Sich an Träume bewusst erinnern ist Übungssache. Zettel und Stift am Nachttisch sind da schon mal eine Gedankenstütze beim Aufwachen. Leider weiß ich die meisten meiner Träume noch sehr genau nach dem Aufwachen. Wenn es keine Bilder sind, dann ist es das Gefühl aus dem Traum das mir den ganzen Tag nachgeht. Da hilft nur noch Ablenkung. 
Die Sache mit den Sorgenpüppchen und den Imaginationsübungen sind Bestandteile der Verhaltenstherapie und Du hast recht, dass man dafür sich gut konzentrieren können muss. Es ist eine Übungssache - fast wie Laufen lernen - mit destruktiven Verhaltensstrukturen zu brechen.  Das Skillstraining ist vergleichbar mit dem 10-Schritte-Programm der AA´s.  Man darf es nicht mehr zum Akutfall kommen lassen, sondern vorher Gegenmaßnahmen ergreifen. 
Zum Thema Traumatherapie: Mein Therapeut ist der Meinung, dass ich zu instabil bin um bewusst die verschiedensten Traumatas erneut durchzuarbeiten. Er sieht die Gefahr, dass ich mich in den negativen Gefühlen und Erinnerungen verliere und suizidal werde. Ich bin immer noch chronisch latent suizidal. Allerdings bin ich jetzt seit knapp 3 Jahren SV-frei und hole mir Hilfe, wenn´s eng zu werden droht. Mein Ja zum Leben überwiegt mittlerweile. 
Deinen Vergleich mit dem Aufwachen aus einer Vollnarkose in Bezug auf die Derealisationszustände finde ich gar nicht schlecht!     
Bei meiner Mutter hatte ich mir unbezahlten Urlaub für die Pflege genommen und hab es auch ohne Pflegedienst geschafft. Unser damaliger Hausarzt war Gold wert.  Ich durfte das Morphium selber Spritzen. Brauchte ich aber nicht lange.  
Mein Vater ist rein körperlich noch relativ fit. Aktuell kümmere ich mich nur um den Haushalt, Wäsche und Essen kochen. Außerdem fahre ich ihn zu den Ärzten, schau drauf, dass er seine Medi´s nimmt - und bin einfach da um mir seine Sorgen und Ängste anzuhören. Er hat eine Freundin, die sich aber aufgrund seines schlechteren Gesundheitszustandes zurückgezogen hat. Von Zeit zu Zeit schaut sie mal über´s Wochenende bei ihm vorbei.  
Wenn ich in der Klinik bin schaut sich meine Tante, die neben uns wohnt und meine Schwestern bei meinem Vater um. Ich werde höchstwahrscheinlich am Wochenende heimfahren. Die Klinik ist nur eine Autostunde entfernt. 
Gestern Abend hatt ich mir vorgenommen mir einen neuen Therapeuten zu suchen, der mich mehr fordert.
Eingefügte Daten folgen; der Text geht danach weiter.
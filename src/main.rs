use std::sync::{Arc, Mutex};

use axum::routing::{delete, get, patch, post};
use axum::Router;
use tower_http::cors::CorsLayer;
use tower_http::trace::TraceLayer;
use tracing_subscriber::EnvFilter;

use tourhub::config::AppConfig;
use tourhub::db;
use tourhub::handlers;
use tourhub::state::AppState;

#[tokio::main]
async fn main() -> anyhow::Result<()> {
    let _ = dotenvy::dotenv();

    tracing_subscriber::fmt()
        .with_env_filter(EnvFilter::try_from_default_env().unwrap_or_else(|_| "info".into()))
        .init();

    let config = AppConfig::from_env();

    let conn = db::init_db(&config.database_url)?;

    let state = Arc::new(AppState {
        db: Arc::new(Mutex::new(conn)),
        config: config.clone(),
    });

    let app = Router::new()
        .route("/health", get(handlers::health::health))
        .route(
            "/api/register/tourist",
            post(handlers::registration::register_tourist),
        )
        .route(
            "/api/register/vendor",
            post(handlers::registration::register_vendor),
        )
        .route("/api/services", get(handlers::catalog::search_services))
        .route("/api/services/:id", get(handlers::catalog::get_service))
        .route(
            "/api/services/:id/reviews",
            get(handlers::catalog::get_service_reviews),
        )
        .route(
            "/api/services/:id/reviews",
            post(handlers::catalog::post_review),
        )
        .route("/api/bookings", post(handlers::bookings::create_booking))
        .route("/api/my/bookings", get(handlers::bookings::my_bookings))
        .route(
            "/api/my/bookings/:id/cancel",
            post(handlers::bookings::cancel_my_booking),
        )
        .route("/api/vendor/me", get(handlers::vendor::me))
        .route(
            "/api/vendor/services",
            get(handlers::vendor::list_services),
        )
        .route(
            "/api/vendor/services",
            post(handlers::vendor::create_service),
        )
        .route(
            "/api/vendor/services/:id",
            patch(handlers::vendor::update_service),
        )
        .route(
            "/api/vendor/services/:id",
            delete(handlers::vendor::deactivate_service),
        )
        .route(
            "/api/vendor/bookings",
            get(handlers::vendor::list_bookings),
        )
        .route(
            "/api/vendor/bookings/:id/status",
            post(handlers::vendor::update_booking_status),
        )
        .route("/api/vendor/wallet", get(handlers::vendor::wallet))
        .route(
            "/api/vendor/transactions",
            get(handlers::vendor::list_transactions),
        )
        .route(
            "/api/vendor/withdrawals",
            post(handlers::vendor::request_withdrawal),
        )
        .route("/api/admin/stats", get(handlers::admin::get_stats))
        .route("/api/admin/vendors", get(handlers::admin::list_vendors))
        .route(
            "/api/admin/vendors/:id/status",
            post(handlers::admin::set_vendor_status),
        )
        .route("/api/admin/bookings", get(handlers::admin::list_bookings))
        .route(
            "/api/admin/bookings/:id/status",
            post(handlers::admin::update_booking_status),
        )
        .route(
            "/api/admin/transactions",
            get(handlers::admin::list_transactions),
        )
        .route(
            "/api/admin/withdrawals/:id/status",
            post(handlers::admin::decide_withdrawal),
        )
        .route("/api/admin/reconcile", post(handlers::admin::reconcile))
        .route("/api/admin/reviews", get(handlers::admin::list_reviews))
        .route(
            "/api/admin/reviews/:id/status",
            post(handlers::admin::set_review_status),
        )
        .layer(TraceLayer::new_for_http())
        .layer(CorsLayer::permissive())
        .with_state(state);

    let addr = format!("0.0.0.0:{}", config.port);
    tracing::info!("starting server on {addr}");

    let listener = tokio::net::TcpListener::bind(&addr).await?;
    axum::serve(listener, app).await?;

    Ok(())
}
Heute hab ich von meinem Nervenarzt den Satz an den Kopf bekommen: "Ich glaube, Therapie ist Gift für sie." - Darüber werde ich mir jetzt mal Gedanken machen. 
Liebe Grüße - und auweia ist das wieder ein ewig langer Beitrag geworden - 
Leonie

----------


## Teetante

*Hi Leonie! 
Melde mich morgen ausführlicher, aber vielen Dank schon mal für Deine ausführliche Antwort! 
Wir müssen jetzt los, treffen uns mit dem Tauchverein, aber morgen vormittag hole ich wieder alles nach, versprochen!  
Liebe Grüße und Gute Nacht,  
Andrea*

----------


## Monsti

Hallo Leonie,  habe aufmerksam Dein Posting von eben gelesen und bin über den Satz gestolpert:   

> "Ich glaube, Therapie ist Gift für sie."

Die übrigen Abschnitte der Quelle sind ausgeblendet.